Chris MacKnight, MD, MSc, FRCPC, Assistant Professor, Division of Geriatric Medicine, Dalhousie University, Halifax, NS.
Lewy body disease is one of the many conditions causing dementia. As it is relatively common, and has an effective management distinct from that of Alzheimer disease,1 all physicians who see older adults should have some familiarity with Lewy body disease.

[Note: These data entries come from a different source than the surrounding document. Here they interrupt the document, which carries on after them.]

use chrono::{DateTime, NaiveDateTime, Utc};

pub fn now_ms() -> i64 {
    Utc::now().timestamp_millis()
}

/// RFC 3339 rendering with millisecond precision, the format the store writes.
pub fn to_rfc3339_ms(ms: i64) -> String {
    DateTime::<Utc>::from_timestamp_millis(ms)
        .unwrap_or_default()
        .to_rfc3339_opts(chrono::SecondsFormat::Millis, true)
}

/// Values below this are treated as unix seconds rather than milliseconds.
const SECONDS_CUTOFF: i64 = 100_000_000_000;

pub fn normalize_epoch(value: i64) -> i64 {
    if (-SECONDS_CUTOFF..SECONDS_CUTOFF).contains(&value) {
        value.saturating_mul(1000)
    } else {
        value
    }
}

/// Parse the timestamp spellings the backend has been seen to emit.
pub fn parse_timestamp_ms(raw: &str) -> Option<i64> {
    let trimmed = raw.trim();
    if trimmed.is_empty() {
        return None;
    }
    if let Ok(value) = trimmed.parse::<i64>() {
        return Some(normalize_epoch(value));
    }
    if let Ok(parsed) = DateTime::parse_from_rfc3339(trimmed) {
        return Some(parsed.timestamp_millis());
    }
    for format in ["%Y-%m-%d %H:%M:%S%.f", "%Y-%m-%dT%H:%M:%S%.f"] {
        if let Ok(naive) = NaiveDateTime::parse_from_str(trimmed, format) {
            return Some(naive.and_utc().timestamp_millis());
        }
    }
    None
}

#[cfg(test)]
mod tests {
    use super::*;

    #[test]
    fn now_ms_is_reasonable() {
        let a = now_ms();
        assert!(a > 1_500_000_000_000); // after 2017
        assert!(a < 4_100_000_000_000); // before year ~2100
    }

    #[test]
    fn parses_backend_timestamp_spellings() {
        assert_eq!(parse_timestamp_ms("1700000000"), Some(1_700_000_000_000));
        assert_eq!(parse_timestamp_ms("1700000000123"), Some(1_700_000_000_123));
        assert_eq!(
            parse_timestamp_ms("2024-01-01T00:00:00.500Z"),
            Some(1_704_067_200_500)
        );
        assert_eq!(
            parse_timestamp_ms("2024-01-01 00:00:01"),
            Some(1_704_067_201_000)
        );
        assert_eq!(parse_timestamp_ms("yesterday"), None);
        assert_eq!(parse_timestamp_ms("  "), None);
    }

    #[test]
    fn rfc3339_rendering_round_trips() {
        let rendered = to_rfc3339_ms(1_704_067_200_500);
        assert_eq!(rendered, "2024-01-01T00:00:00.500Z");
        assert_eq!(parse_timestamp_ms(&rendered), Some(1_704_067_200_500));
    }
}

Lewy body disease is underdiagnosed.2 It should be suspected in an older adult who presents with cognitive impairment (even if quite mild) in addition to hallucinations or parkinsonism. Clinical criteria are presented in Table 1.3,4 The criteria of fluctuation have proven difficult to apply at the bedside, but clinical tools are now available.5 The parkinsonism is often mild and subtle, and is more often rigidity than tremor. An important feature is neuroleptic sensitivity. Up to 80% of these patients can, even with low doses, develop reactions to neuroleptics or atypical agents, which are often severe.6 Extrapyramidal symptoms and cognitive decline are the most common manifestations. The decline can be permanent, and neuroleptic malignant syndrome can occur. This likelihood of reaction to neuroleptics is one of the chief reasons to be familiar with the disorder and to have a low threshold to at least suspect its presence.
It can sometimes be difficult to distinguish Lewy body disease from Alzheimer disease, Parkinson's disease or delirium.